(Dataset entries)
- - -

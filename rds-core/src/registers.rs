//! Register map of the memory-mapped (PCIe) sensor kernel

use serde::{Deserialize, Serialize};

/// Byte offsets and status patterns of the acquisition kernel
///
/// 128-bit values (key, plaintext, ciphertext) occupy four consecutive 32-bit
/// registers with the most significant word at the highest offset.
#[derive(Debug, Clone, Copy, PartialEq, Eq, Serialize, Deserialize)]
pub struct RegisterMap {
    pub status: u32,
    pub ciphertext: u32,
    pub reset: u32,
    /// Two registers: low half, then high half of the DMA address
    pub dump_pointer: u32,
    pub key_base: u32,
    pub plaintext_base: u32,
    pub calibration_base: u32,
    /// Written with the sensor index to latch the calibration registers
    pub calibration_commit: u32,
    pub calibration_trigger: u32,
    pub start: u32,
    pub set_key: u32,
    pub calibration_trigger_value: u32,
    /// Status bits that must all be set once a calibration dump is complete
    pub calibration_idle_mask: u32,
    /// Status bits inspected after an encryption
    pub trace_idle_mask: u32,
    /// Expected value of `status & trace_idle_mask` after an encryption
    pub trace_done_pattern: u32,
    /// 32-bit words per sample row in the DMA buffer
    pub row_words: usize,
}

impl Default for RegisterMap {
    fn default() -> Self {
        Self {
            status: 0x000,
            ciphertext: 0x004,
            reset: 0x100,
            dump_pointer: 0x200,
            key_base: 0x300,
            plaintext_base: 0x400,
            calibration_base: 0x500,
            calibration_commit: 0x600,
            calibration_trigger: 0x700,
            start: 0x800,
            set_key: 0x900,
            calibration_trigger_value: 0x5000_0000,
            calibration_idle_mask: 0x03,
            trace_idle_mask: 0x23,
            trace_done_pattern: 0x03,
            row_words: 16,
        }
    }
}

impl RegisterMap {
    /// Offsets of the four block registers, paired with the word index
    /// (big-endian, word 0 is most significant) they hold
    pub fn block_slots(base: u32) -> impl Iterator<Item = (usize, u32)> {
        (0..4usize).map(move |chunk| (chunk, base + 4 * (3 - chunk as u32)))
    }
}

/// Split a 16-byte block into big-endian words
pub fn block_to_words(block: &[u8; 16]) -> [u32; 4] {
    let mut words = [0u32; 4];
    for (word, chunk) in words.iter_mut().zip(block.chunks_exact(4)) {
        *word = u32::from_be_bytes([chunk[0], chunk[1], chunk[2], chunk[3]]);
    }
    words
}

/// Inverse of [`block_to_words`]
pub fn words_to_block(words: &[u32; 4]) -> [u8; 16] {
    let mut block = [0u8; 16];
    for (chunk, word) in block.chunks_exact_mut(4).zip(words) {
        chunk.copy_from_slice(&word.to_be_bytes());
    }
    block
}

- - -

* _What you should do_
Gather each line in the data that holds the string "Deserialize".

* _Your response_
use serde::{Deserialize, Serialize};
#[derive(Debug, Clone, Copy, PartialEq, Eq, Serialize, Deserialize)]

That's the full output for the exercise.